■ **SUPPLIED RECORDS**:
// SPDX-License-Identifier: PMPL-1.0-or-later
//
// Relaybus durable stores - Journal-backed bookmark store
// Copyright (c) 2026 Jonathan D.A. Jewell (hyperpolymath) <jonathan.jewell@open.ac.uk>
//
// Every `log`, `discard` and `purge` appends one framed record (see
// `journal`) to a single file before the in-memory state changes. Reopening replays the file into a
// `BookmarkTracker`; a torn record at the tail is cut off first. `prune`
// rewrites the file so it only holds what is still live.

use std::fs::{self, File, OpenOptions};
use std::io::Write;
use std::path::{Path, PathBuf};
use std::sync::Mutex;
use std::time::Instant;

use tracing::{debug, info, warn};

use crate::bookmark::tracker::BookmarkTracker;
use crate::bookmark::{Bookmark, BookmarkStore, EntryHandle};
use crate::error::StoreResult;
use crate::journal::{self, JournalOp, JournalRecord};
use crate::publish::{poisoned, SyncMode};

struct LoggedState {
    tracker: BookmarkTracker,
    file: File,
    records_written: u64,
    last_sync: Instant,
}

impl LoggedState {
    fn append(&mut self, record: &JournalRecord, mode: SyncMode) -> StoreResult<()> {
        self.file.write_all(&record.serialize())?;
        self.records_written += 1;
        match mode {
            SyncMode::Fsync => self.sync()?,
            SyncMode::Periodic(interval) if self.last_sync.elapsed() >= interval => self.sync()?,
            SyncMode::Periodic(_) | SyncMode::Async => {}
        }
        Ok(())
    }

    fn sync(&mut self) -> StoreResult<()> {
        self.file.sync_data()?;
        self.last_sync = Instant::now();
        Ok(())
    }
}

/// A bookmark store that journals every change to a file.
pub struct LoggedBookmarkStore {
    path: PathBuf,
    sync_mode: SyncMode,
    state: Mutex<LoggedState>,
}

impl LoggedBookmarkStore {
    /// Open (or create) the journal at `path` and rebuild state from it.
    pub fn open(path: impl AsRef<Path>, sync_mode: SyncMode) -> StoreResult<Self> {
        let path = path.as_ref().to_path_buf();
        if let Some(parent) = path.parent() {
            if !parent.as_os_str().is_empty() && !parent.exists() {
                fs::create_dir_all(parent)?;
            }
        }

        let data = match fs::read(&path) {
            Ok(data) => data,
            Err(error) if error.kind() == std::io::ErrorKind::NotFound => Vec::new(),
            Err(error) => return Err(error.into()),
        };
        let scan = journal::scan(&data);
        let mut tracker = BookmarkTracker::default();
        for record in &scan.records {
            apply(&mut tracker, record);
        }

        let file = OpenOptions::new()
            .create(true)
            .append(true)
            .open(&path)?;
        if scan.valid_len < data.len() as u64 {
            warn!(
                path = %path.display(),
                valid = scan.valid_len,
                total = data.len(),
                "Cutting torn tail off bookmark journal"
            );
            file.set_len(scan.valid_len)?;
        }

        info!(
            path = %path.display(),
            records = scan.records.len(),
            skipped = scan.skipped,
            subscriptions = tracker.names().len(),
            "Opened bookmark journal"
        );
        Ok(Self {
            path,
            sync_mode,
            state: Mutex::new(LoggedState {
                tracker,
                file,
                records_written: scan.records.len() as u64,
                last_sync: Instant::now(),
            }),
        })
    }

    /// Path of the journal file.
    pub fn path(&self) -> &Path {
        &self.path
    }

    /// Records in the journal, including ones `prune` would drop.
    pub fn journal_len(&self) -> u64 {
        self.state.lock().map(|state| state.records_written).unwrap_or(0)
    }

    /// Rewrite the journal with only the live state: for each subscription
    /// its discard point and its undischarged entries. The new journal is
    /// written beside the old one and renamed over it.
    pub fn prune(&self) -> StoreResult<()> {
        let mut state = self.state.lock().map_err(|_| poisoned())?;
        let mut image = Vec::new();
        let mut count = 0u64;
        for (subscription, log) in state.tracker.iter() {
            if let Some((entry, bookmark)) = log.last_discarded() {
                image.extend(JournalRecord::new(JournalOp::Log, subscription, *entry, bookmark.as_str()).serialize());
                image.extend(JournalRecord::new(JournalOp::Discard, subscription, *entry, bookmark.as_str()).serialize());
                count += 2;
            }
            for (entry, bookmark) in log.live() {
                image.extend(JournalRecord::new(JournalOp::Log, subscription, *entry, bookmark.as_str()).serialize());
                count += 1;
            }
        }

        let temp_path = self.path.with_extension("prune");
        {
            let mut temp = File::create(&temp_path)?;
            temp.write_all(&image)?;
            temp.sync_all()?;
        }
        fs::rename(&temp_path, &self.path)?;
        state.file = OpenOptions::new().append(true).open(&self.path)?;
        let before = state.records_written;
        state.records_written = count;
        state.last_sync = Instant::now();
        info!(before, after = count, "Pruned bookmark journal");
        Ok(())
    }
}

fn apply(tracker: &mut BookmarkTracker, record: &JournalRecord) {
    match record.op {
        JournalOp::Log => tracker
            .entry(&record.subscription)
            .restore_log(record.entry, Bookmark::from(record.bookmark.as_str())),
        JournalOp::Discard => tracker
            .entry(&record.subscription)
            .restore_discarded(record.entry, Bookmark::from(record.bookmark.as_str())),
        JournalOp::Purge if record.subscription.is_empty() => tracker.clear(),
        JournalOp::Purge => {
            tracker.remove(&record.subscription);
        }
    }
}

impl BookmarkStore for LoggedBookmarkStore {
    fn log(&self, subscription: &str, bookmark: &Bookmark) -> StoreResult<EntryHandle> {
        let mut state = self.state.lock().map_err(|_| poisoned())?;
        let known = state
            .tracker
            .get(subscription)
            .and_then(|log| log.entry_of(bookmark));
        if let Some(entry) = known {
            return Ok(EntryHandle::new(subscription, entry));
        }

        let entry = state.tracker.next_entry(subscription);
        let record = JournalRecord::new(JournalOp::Log, subscription, entry, bookmark.as_str());
        state.append(&record, self.sync_mode)?;
        state.tracker.entry(subscription).log(bookmark);
        Ok(EntryHandle::new(subscription, entry))
    }

    fn discard(&self, handle: &EntryHandle) -> StoreResult<()> {
        let mut state = self.state.lock().map_err(|_| poisoned())?;
        let subscription = handle.subscription();
        let Some((entry, bookmark)) = state.tracker.discard_target(subscription, handle.entry()) else {
            return Ok(());
        };
        let record = JournalRecord::new(JournalOp::Discard, subscription, entry, bookmark.as_str());
        state.append(&record, self.sync_mode)?;
        if let Some(log) = state.tracker.get_mut(subscription) {
            log.discard_through(entry);
        }
        debug!(subscription, entry, "Discarded bookmarks");
        Ok(())
    }

    fn discard_bookmark(&self, subscription: &str, bookmark: &Bookmark) -> StoreResult<()> {
        let entry = {
            let state = self.state.lock().map_err(|_| poisoned())?;
            state.tracker.get(subscription).and_then(|log| log.live_entry(bookmark))
        };
        match entry {
            Some(entry) => self.discard(&EntryHandle::new(subscription, entry)),
            None => Ok(()),
        }
    }

    fn get_most_recent(&self, subscription: &str) -> Option<Bookmark> {
        self.state.lock().ok()?.tracker.most_recent(subscription)
    }

    fn is_discarded(&self, subscription: &str, bookmark: &Bookmark) -> bool {
        self.state
            .lock()
            .map(|state| state.tracker.is_discarded(subscription, bookmark))
            .unwrap_or(false)
    }

    fn oldest_unprocessed(&self, subscription: &str) -> Option<Bookmark> {
        self.state.lock().ok()?.tracker.oldest_unprocessed(subscription)
    }

    fn subscriptions(&self) -> Vec<String> {
        self.state
            .lock()
            .map(|state| state.tracker.names())
            .unwrap_or_default()
    }

    fn purge_subscription(&self, subscription: &str) -> StoreResult<()> {
        let mut state = self.state.lock().map_err(|_| poisoned())?;
        if state.tracker.remove(subscription).is_some() {
            let record = JournalRecord::new(JournalOp::Purge, subscription, 0, "");
            state.append(&record, self.sync_mode)?;
        }
        Ok(())
    }

    fn purge(&self) -> StoreResult<()> {
        let mut state = self.state.lock().map_err(|_| poisoned())?;
        state.tracker.clear();
        state.file.set_len(0)?;
        state.sync()?;
        state.records_written = 0;
        info!(path = %self.path.display(), "Purged bookmark journal");
        Ok(())
    }

    fn persist(&self) -> StoreResult<()> {
        self.state.lock().map_err(|_| poisoned())?.sync()
    }

    fn name(&self) -> &str {
        "logged"
    }
}

impl std::fmt::Debug for LoggedBookmarkStore {
    fn fmt(&self, f: &mut std::fmt::Formatter<'_>) -> std::fmt::Result {
        f.debug_struct("LoggedBookmarkStore")
            .field("path", &self.path)
            .field("sync_mode", &self.sync_mode)
            .finish()
    }
}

■ **EXERCISE AIM**: Which lines of the entries above contain the word "apply"? Copy each of them.

■ **RESULT**:
            apply(&mut tracker, record);
fn apply(tracker: &mut BookmarkTracker, record: &JournalRecord) {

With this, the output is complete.